How Best to Convert a Names-Values Tibble to a Named List?

October 6, 2017
By

(This article was first published on R – Jocelyn Ireson-Paine's Blog, and kindly contributed to R-bloggers)

Here, in the spirit of my “Experiments with by_row()” post, are some experiments in writing and timing
a function spread_to_list that converts a two-column tibble such as:

x 1
y 2 
z 3
t 4

to a named list:

list( x=1, y=2, z=3, t=4 )

I need this for processing the parameter sheets shown in that
by_row post, and I’ll explain why later. In this post,
I’m just interested in how best to define spread_to_list.
The best implementation looks like either
spread_to_list_3 or spread_to_list_4 below.

# try_spread_to_list.R
#
# Consider a tibble t with two columns,
# where each cell in the second column
# represents the value associated with
# the string (assumed to be its name) 
# in the first column.
#
# I want to define a function spread_to_list() 
# which converts t into a named list whose names
# are the names in the first column, and whose
# values are the values in the second column.
#
# For example, if t is:
#        names no_of_days
#    DaysInMay         31
#   DaysInJune         30
# then
#   spread_to_list(t) 
# would be the list
#   list( DaysInMay = 31, DaysInJune = 30 )
#
# The code here tries various ways
# of implementing spread_to_list,
# and benchmarks them. Two are variants
# of one another, using spread() and converting
# its result. Another two take the values
# column as a list, and call setNames() to 
# convert to a named list.


library( tidyverse )
library( microbenchmark )
library( stringr )


t <- tribble( ~a , ~b 
            , 'x',  1
            , 'y',  2 
            , 'z',  3
            , 't',  4
            )
#
# I'm going to try various ways
# of implementing spread_to_list()
# on t.


# First, what happens if I call spread()?

s <- spread( t, a, b )
#
# s becomes a one-row tibble:
#         t     x     y     z
#   1     4     1     2     3


# How can I convert s to a named list?

# An obvious way is to call map().
# Let's see what the function argument to
# map() gets passed if I call map() on s.

map( s, show )
#
# Displays
#  [1] 4
#  [1] 1
#  [1] 2
#  [1] 3
# So it gets passed a column of the
# tibble as an atomic vector.

map( s, function(x)x )
#
# Returns a list of these elements:
#   list(t = 4, x = 1, y = 2, z = 3)
# That's because map() is defined to return 
# lists. So the call above uses it merely
# as a type converter.

map( s, identity )
#
# Does the same. identity() is a built-in
# identity function.


# But maybe I can avoid mapping. In my
# experiments with by_row(), 
# http://www.j-paine.org/blog/2017/10/experiments-with-by_row.html ,
# I discovered that as.list() will convert
# a tibble to a named list.

as.list( s )
#
# Also returns 
#   list(t = 4, x = 1, y = 2, z = 3).


# But can I avoid spread() altogether?
# Browsing the discussion groups gave me
# the idea of trying setNames().
# Let's try that, passing t's names as its
# second argunent and t's values as its
# first.

setNames( t[[2]], t[[1]] )
# 
# Gives me an atomic named vector. 

# I need to convert it to a list.
# One way is for the argument to setNames()
# to be a list, because that's specified to
# make it return a list.

setNames( as.list( t[[2]] ), t[[1]] )
#
# Returns the list
#   list(x = 1, y = 2, z = 3, t = 4)

# But I could convert the result instead.

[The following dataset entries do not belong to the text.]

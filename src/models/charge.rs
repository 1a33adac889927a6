use crate::error::GatewayError;
use serde::{Deserialize, Serialize};
use serde_json::{Map, Value};

// Payload enviado ao endpoint processTransaction
#[derive(Debug, Clone, PartialEq, Serialize, Deserialize)]
pub struct FormattedChargeRequest {
    pub external_order_id: i64,
    pub amount: f64,
    pub card_number: String,
    pub card_cvv: String,
    /// MMYY
    pub card_expiration_date: String,
    pub card_holder_name: String,
    pub customer: Option<ChargeCustomer>,
}

#[derive(Debug, Clone, PartialEq, Serialize, Deserialize)]
pub struct ChargeCustomer {
    pub external_id: String,
    pub name: String,
    #[serde(rename = "type")]
    pub kind: String,
    pub email: String,
    pub documents: Vec<ChargeDocument>,
    pub birthday: String,
}

#[derive(Debug, Clone, PartialEq, Serialize, Deserialize)]
pub struct ChargeDocument {
    #[serde(rename = "type")]
    pub kind: String,
    pub number: String,
}

impl ChargeDocument {
    pub fn cpf(number: impl Into<String>) -> Self {
        Self {
            kind: "cpf".to_string(),
            number: number.into(),
        }
    }
}

/// Decoded answer of the gateway. The whole object is kept in `raw` so it
/// can be stored for audit.
#[derive(Debug, Clone, PartialEq)]
pub struct GatewayResponse {
    pub transaction_code: Option<String>,
    pub message: Option<String>,
    pub raw: Value,
}

impl GatewayResponse {
    pub fn from_value(value: Value) -> Result<Self, GatewayError> {
        let Value::Object(fields) = value else {
            return Err(GatewayError::Protocol(format!(
                "expected a JSON object, got {}",
                json_kind(&value)
            )));
        };

        Ok(Self {
            transaction_code: scalar_field(&fields, "Transaction_code"),
            message: scalar_field(&fields, "Message"),
            raw: Value::Object(fields),
        })
    }

    pub fn outcome(&self) -> TransactionOutcome {
        match self.transaction_code.as_deref() {
            None => TransactionOutcome::Incomplete,
            Some("00") => TransactionOutcome::Approved,
            Some("03") | Some("04") => TransactionOutcome::Declined,
            Some(_) => TransactionOutcome::Indeterminate,
        }
    }
}

/// How the processor reads a gateway transaction code.
#[derive(Debug, Clone, Copy, PartialEq, Eq)]
pub enum TransactionOutcome {
    Approved,
    Declined,
    Indeterminate,
    Incomplete,
}

fn scalar_field(fields: &Map<String, Value>, key: &str) -> Option<String> {
    match fields.get(key)? {
        Value::Null => None,
        Value::String(s) => Some(s.clone()),
        other => Some(other.to_string()),
    }
}

fn json_kind(value: &Value) -> &'static str {
    match value {
        Value::Null => "null",
        Value::Bool(_) => "a boolean",
        Value::Number(_) => "a number",
        Value::String(_) => "a string",
        Value::Array(_) => "an array",
        Value::Object(_) => "an object",
    }
}

#[cfg(test)]
mod tests {
    use super::*;
    use serde_json::json;

    #[test]
    fn test_response_codes() {
        let approved = GatewayResponse::from_value(json!({"Transaction_code": "00"})).unwrap();
        assert_eq!(approved.outcome(), TransactionOutcome::Approved);

        let declined = GatewayResponse::from_value(json!({
            "Transaction_code": "04",
            "Message": "insufficient funds"
        }))
        .unwrap();
        assert_eq!(declined.outcome(), TransactionOutcome::Declined);
        assert_eq!(declined.message.as_deref(), Some("insufficient funds"));

        let other = GatewayResponse::from_value(json!({"Transaction_code": "51"})).unwrap();
        assert_eq!(other.outcome(), TransactionOutcome::Indeterminate);

        let empty = GatewayResponse::from_value(json!({})).unwrap();
        assert_eq!(empty.outcome(), TransactionOutcome::Incomplete);
        assert_eq!(empty.raw, json!({}));
    }

    #[test]
    fn test_numeric_code_is_stringified() {
        let response = GatewayResponse::from_value(json!({"Transaction_code": 5})).unwrap();
        assert_eq!(response.transaction_code.as_deref(), Some("5"));
    }

    #[test]
    fn test_non_object_is_protocol_error() {
        assert!(matches!(
            GatewayResponse::from_value(Value::Null),
            Err(GatewayError::Protocol(_))
        ));
        assert!(matches!(
            GatewayResponse::from_value(json!(["00"])),
            Err(GatewayError::Protocol(_))
        ));
    }

    #[test]
    fn test_request_wire_format() {
        let request = FormattedChargeRequest {
            external_order_id: 98,
            amount: 150.5,
            card_number: "4111111111111111".to_string(),
            card_cvv: "123".to_string(),
            card_expiration_date: "0525".to_string(),
            card_holder_name: "Maria Silva".to_string(),
            customer: Some(ChargeCustomer {
                external_id: "7".to_string(),
                name: "Maria Silva".to_string(),
                kind: "individual".to_string(),
                email: "maria@exemplo.com".to_string(),
                documents: vec![ChargeDocument::cpf("12345678901")],
                birthday: "1990-04-12".to_string(),
            }),
        };

        let value = serde_json::to_value(&request).unwrap();
        assert_eq!(value["customer"]["type"], "individual");
        assert_eq!(value["customer"]["documents"][0]["type"], "cpf");
        assert_eq!(value["card_expiration_date"], "0525");
    }
}
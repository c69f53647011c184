use clap;
use std::str::FromStr;
use log::error;
use crate::bios::skew::SectorOrder;
use crate::operator::DiskOperator;
use crate::img;
use super::CommandError;
use crate::STDRESULT;

const RCH: &str = "unreachable was reached";

/// Write a blank DOS 3.3 image.  The order comes from `--order`, or else the extension.
pub fn mkdsk(cmd: &clap::ArgMatches) -> STDRESULT {
    let dest_path = cmd.get_one::<String>("dimg").expect(RCH);
    let vol = match u8::from_str(cmd.get_one::<String>("volume").expect(RCH)) {
        Ok(v) if v>=1 && v<=254 => v,
        _ => {
            error!("volume must be from 1 to 254");
            return Err(Box::new(CommandError::OutOfRange));
        }
    };
    let order = match cmd.get_one::<String>("order") {
        Some(s) if s!="auto" => SectorOrder::from_str(s)?,
        _ => img::order_from_extension(dest_path).unwrap_or(SectorOrder::Dos)
    };
    if std::path::Path::new(dest_path).exists() {
        error!("cannot overwrite existing {}",dest_path);
        return Err(Box::new(CommandError::InvalidCommand));
    }
    let mut op = DiskOperator::create_dos33(order,vol)?;
    super::save_img(&mut op,dest_path)
}
//! # Staged changes to a DOS 3.3 volume
//!
//! Multi-sector operations are worked out against a `Transaction`, which holds a copy of the
//! VTOC and every sector written so far.  Reads see the pending writes.  Nothing touches the
//! image until the driver folds the finished transaction in, so an operation that fails
//! part way leaves the volume as it was.

use std::collections::BTreeMap;
use a2kit_macro::DiskStruct;
use log::{trace,debug};
use super::directory::VTOC;
use super::types::Error;
use crate::bios::skew::{SectorAddress,SectorOrder};
use crate::img;
use crate::{STDRESULT,DYNERR};

/// Anything that can produce DOS sectors in the context of a VTOC
pub trait SectorSource {
    fn vtoc(&self) -> &VTOC;
    /// read a sector given as DOS logical [track,sector]
    fn read_ts(&self,ts: [u8;2]) -> Result<Vec<u8>,DYNERR>;
}

/// Read a sector from the image, checking it against the volume geometry
pub fn read_checked(img: &img::Dsk,vtoc: &VTOC,ts: [u8;2]) -> Result<Vec<u8>,DYNERR> {
    if !vtoc.contains(ts) {
        debug!("sector reference T{} S{} is outside the volume",ts[0],ts[1]);
        return Err(Box::new(Error::CorruptCatalog));
    }
    img.read_sector(SectorAddress::new(ts[0] as usize,ts[1] as usize),SectorOrder::Dos)
}

/// The outcome of a successful transaction, ready to be committed
pub struct Staged {
    pub vtoc: VTOC,
    pub sectors: BTreeMap<[u8;2],Vec<u8>>
}

pub struct Transaction<'a> {
    img: &'a img::Dsk,
    pub vtoc: VTOC,
    pending: BTreeMap<[u8;2],Vec<u8>>
}

impl<'a> Transaction<'a> {
    pub fn begin(img: &'a img::Dsk,vtoc: &VTOC) -> Self {
        Self {
            img,
            vtoc: vtoc.clone(),
            pending: BTreeMap::new()
        }
    }
    pub fn write_sector(&mut self,ts: [u8;2],dat: &[u8]) -> STDRESULT {
        if !self.vtoc.contains(ts) {
            return Err(Box::new(Error::Range));
        }
        trace!("stage write T{} S{}",ts[0],ts[1]);
        let mut buf = dat.to_vec();
        buf.resize(crate::img::SECTOR_SIZE,0);
        self.pending.insert(ts,buf);
        Ok(())
    }
    pub fn write_struct<T: DiskStruct>(&mut self,ts: [u8;2],obj: &T) -> STDRESULT {
        self.write_sector(ts,&obj.to_bytes())
    }
    /// Take the next free sector out of the staged bitmap
    pub fn allocate(&mut self) -> Result<[u8;2],Error> {
        match self.vtoc.next_free() {
            Some(ts) => {
                self.vtoc.allocate(ts[0],ts[1]);
                self.vtoc.update_last_track(ts[0]);
                debug!("allocate T{} S{}",ts[0],ts[1]);
                Ok(ts)
            },
            None => Err(Error::DiskFull)
        }
    }
    pub fn deallocate(&mut self,ts: [u8;2]) {
        debug!("free T{} S{}",ts[0],ts[1]);
        self.vtoc.deallocate(ts[0],ts[1]);
    }
    pub fn finish(self) -> Staged {
        Staged {
            vtoc: self.vtoc,
            sectors: self.pending
        }
    }
}

impl<'a> SectorSource for Transaction<'a> {
    fn vtoc(&self) -> &VTOC {
        &self.vtoc
    }
    fn read_ts(&self,ts: [u8;2]) -> Result<Vec<u8>,DYNERR> {
        match self.pending.get(&ts) {
            Some(buf) => Ok(buf.clone()),
            None => read_checked(self.img,&self.vtoc,ts)
        }
    }
}
//! # Command Line Interface
//!
//! Simple subcommands are directly in `main.rs`.
//! More elaborate subcommands are in the `commands` module.

use clap::{arg,crate_version,Command,ArgAction};
use env_logger;
use a2fs::commands;

fn main() -> Result<(),Box<dyn std::error::Error>>
{
    env_logger::Builder::from_env(env_logger::Env::default().default_filter_or("warn")).init();
    let long_help =
"a2fs is always invoked with exactly one of several subcommands.
The subcommands are generally designed to function as nodes in a pipeline.
Set RUST_LOG environment variable to control logging level.
  levels: trace,debug,info,warn,error

Examples:
---------
create DOS image:      `a2fs mkdsk -v 254 -d myimg.dsk`
list files:            `a2fs catalog -d myimg.dsk`
save a binary file:    `cat prog.bin | a2fs put -f PROG -t B -a 768 -d myimg.dsk`
Integer BASIC listing: `a2fs get -f HELLO --listing -d myimg.dsk`
Tokenize to image:     `a2fs tokenize < prog.txt | a2fs put -f PROG -t I -d myimg.dsk`";

    let order_names = ["auto","do","po"];
    let system_names = ["auto","dos3","prodos"];
    let order_arg = || arg!(--order <ORDER> "sector order of the image").required(false)
        .value_parser(order_names)
        .default_value("auto");
    let system_arg = || arg!(--system <SYSTEM> "file system of the image").required(false)
        .value_parser(system_names)
        .default_value("auto");

    let mut main_cmd = Command::new("a2fs")
        .about("Reads and writes files on Apple II DOS 3.3 and ProDOS disk images.")
        .after_long_help(long_help)
        .version(crate_version!());
    main_cmd = main_cmd.subcommand(Command::new("mkdsk")
        .arg(arg!(-v --volume <VOLUME> "volume number").required(false).default_value("254"))
        .arg(arg!(-d --dimg <PATH> "disk image path to create").required(true))
        .arg(arg!(--order <ORDER> "sector order of the image").required(false).value_parser(["do","po"]))
        .about("write a blank DOS 3.3 disk image to the given path"));
    main_cmd = main_cmd.subcommand(Command::new("catalog")
        .arg(arg!(-d --dimg <PATH> "path to disk image").required(true))
        .arg(order_arg())
        .arg(system_arg())
        .about("write disk image catalog to stdout"));
    main_cmd = main_cmd.subcommand(Command::new("get")
        .arg(arg!(-f --file <NAME> "name of file inside disk image").required(true))
        .arg(arg!(-d --dimg <PATH> "path to disk image").required(true))
        .arg(arg!(--listing "detokenize an Integer BASIC file").action(ArgAction::SetTrue))
        .arg(order_arg())
        .arg(system_arg())
        .about("read from disk image, write to stdout"));
    main_cmd = main_cmd.subcommand(Command::new("put")
        .arg(arg!(-f --file <NAME> "name of file inside disk image").required(true))
        .arg(arg!(-t --type <TYPE> "type of file (`a2fs filetypes` to list)").required(false).default_value("B"))
        .arg(arg!(-a --addr <ADDRESS> "load address of binary file").required(false))
        .arg(arg!(-d --dimg <PATH> "path to disk image").required(true))
        .arg(arg!(--overwrite "overwrite an existing file").action(ArgAction::SetTrue))
        .arg(order_arg())
        .arg(system_arg())
        .about("read from stdin, write to disk image"));
    main_cmd = main_cmd.subcommand(Command::new("delete")
        .arg(arg!(-f --file <NAME> "name of file inside disk image").required(true))
        .arg(arg!(-d --dimg <PATH> "path to disk image").required(true))
        .arg(order_arg())
        .arg(system_arg())
        .about("delete a file inside a disk image"));
    main_cmd = main_cmd.subcommand(Command::new("lock")
        .arg(arg!(-f --file <NAME> "name of file inside disk image").required(true))
        .arg(arg!(-d --dimg <PATH> "path to disk image").required(true))
        .arg(order_arg())
        .arg(system_arg())
        .about("write protect a file inside a disk image"));
    main_cmd = main_cmd.subcommand(Command::new("unlock")
        .arg(arg!(-f --file <NAME> "name of file inside disk image").required(true))
        .arg(arg!(-d --dimg <PATH> "path to disk image").required(true))
        .arg(order_arg())
        .arg(system_arg())
        .about("remove write protection from a file inside a disk image"));
    main_cmd = main_cmd.subcommand(Command::new("rename")
        .arg(arg!(-f --file <NAME> "name of file inside disk image").required(true))
        .arg(arg!(-n --name <NAME> "new name").required(true))
        .arg(arg!(-d --dimg <PATH> "path to disk image").required(true))
        .arg(order_arg())
        .arg(system_arg())
        .about("rename a file inside a disk image"));
    main_cmd = main_cmd.subcommand(Command::new("tokenize")
        .about("read Integer BASIC from stdin, tokenize, write to stdout"));
    main_cmd = main_cmd.subcommand(Command::new("detokenize")
        .about("read tokenized Integer BASIC from stdin, detokenize, write to stdout"));
    main_cmd = main_cmd.subcommand(Command::new("filetypes")
        .about("list the file types and their abbreviations"));

    let matches = main_cmd.get_matches();

    if let Some(cmd) = matches.subcommand_matches("mkdsk") {
        return commands::mkdsk::mkdsk(cmd);
    }
    if let Some(cmd) = matches.subcommand_matches("catalog") {
        return commands::modify::catalog(cmd);
    }
    if let Some(cmd) = matches.subcommand_matches("get") {
        return commands::get::get(cmd);
    }
    if let Some(cmd) = matches.subcommand_matches("put") {
        return commands::put::put(cmd);
    }
    if let Some(cmd) = matches.subcommand_matches("delete") {
        return commands::modify::delete(cmd);
    }
    if let Some(cmd) = matches.subcommand_matches("lock") {
        return commands::modify::lock(cmd);
    }
    if let Some(cmd) = matches.subcommand_matches("unlock") {
        return commands::modify::unlock(cmd);
    }
    if let Some(cmd) = matches.subcommand_matches("rename") {
        return commands::modify::rename(cmd);
    }
    if let Some(_cmd) = matches.subcommand_matches("tokenize") {
        return commands::langx::tokenize();
    }
    if let Some(_cmd) = matches.subcommand_matches("detokenize") {
        return commands::langx::detokenize();
    }
    if let Some(_cmd) = matches.subcommand_matches("filetypes") {
        return commands::langx::filetypes();
    }

    eprintln!("No subcommand was found, try `a2fs --help`");
    return Err(Box::new(commands::CommandError::InvalidCommand));
}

as.list( setNames( t[[2]], t[[1]] ) )
#
# Also returns
#   list(x = 1, y = 2, z = 3, t = 4)


# Let's try these four implementations.
# First, define the functions.

spread_to_list_1 <- function( t )
{
  colname1 <- names( t )[[1]]
  colname2 <- names( t )[[2]]
  t %>% 
    spread( !!as.name(colname1), !!as.name(colname2) ) %>% 
    map( identity )
}

spread_to_list_2 <- function( t )
{
  colname1 <- names( t )[[1]]
  colname2 <- names( t )[[2]]
  t %>% 
    spread( !!as.name(colname1), !!as.name(colname2) ) %>% 
    as.list
}

spread_to_list_3 <- function( t )
{
  setNames( as.list( t[[2]] ), t[[1]] )
}

spread_to_list_4 <- function( t )
{
  as.list( setNames( t[[2]], t[[1]] ) )
}


# Now try them.

s1 <- spread_to_list_1( t )
s2 <- spread_to_list_2( t )
s3 <- spread_to_list_3( t )
s4 <- spread_to_list_4( t )

dput( s1 )
dput( s2 )
dput( s3 )
dput( s4 )

identical( s1, s2 )
identical( s1, s3 )
identical( s1, s4 )


# They all return named lists, but the order
# of elements is different for the spread()-based
# versions than from the as.list()-based ones.
# (That was obvious earlier, actually.)
# So I'll sort the lists, then test that
# they're identical. I'll also microbenchmark
# the functions.

sort_list <- function(l)
{ 
  sort( unlist( l ) )
}

identical( sort_list(s1), sort_list(s2) )%>%show
identical( sort_list(s1), sort_list(s3) )%>%show
identical( sort_list(s1), sort_list(s4) )%>%show

mbres <- microbenchmark( spread_to_list_1( t )
                       , spread_to_list_2( t )
                       , spread_to_list_3( t )
                       , spread_to_list_4( t )
                       )
print( mbres )


# Now let's microbenchmark the functions applied
# to bigger tibbles. I'll generate random name-value
# tibbles of sizes n, where n is defined by the
# vector in the 'for' condition.

for ( n in c(10,30,100,300) ) {

  cat( "Trying ", n, "row tibble\n" )

  names <- replicate( n, str_c(sample(letters,5,replace=FALSE),collapse="") )
  #
  # Generate n random alphabetic strings.
  # From Dirk Eddelbuettel's answer to 
  # https://stackoverflow.com/questions/1439513/creating-a-sequential-list-of-letters-with-r .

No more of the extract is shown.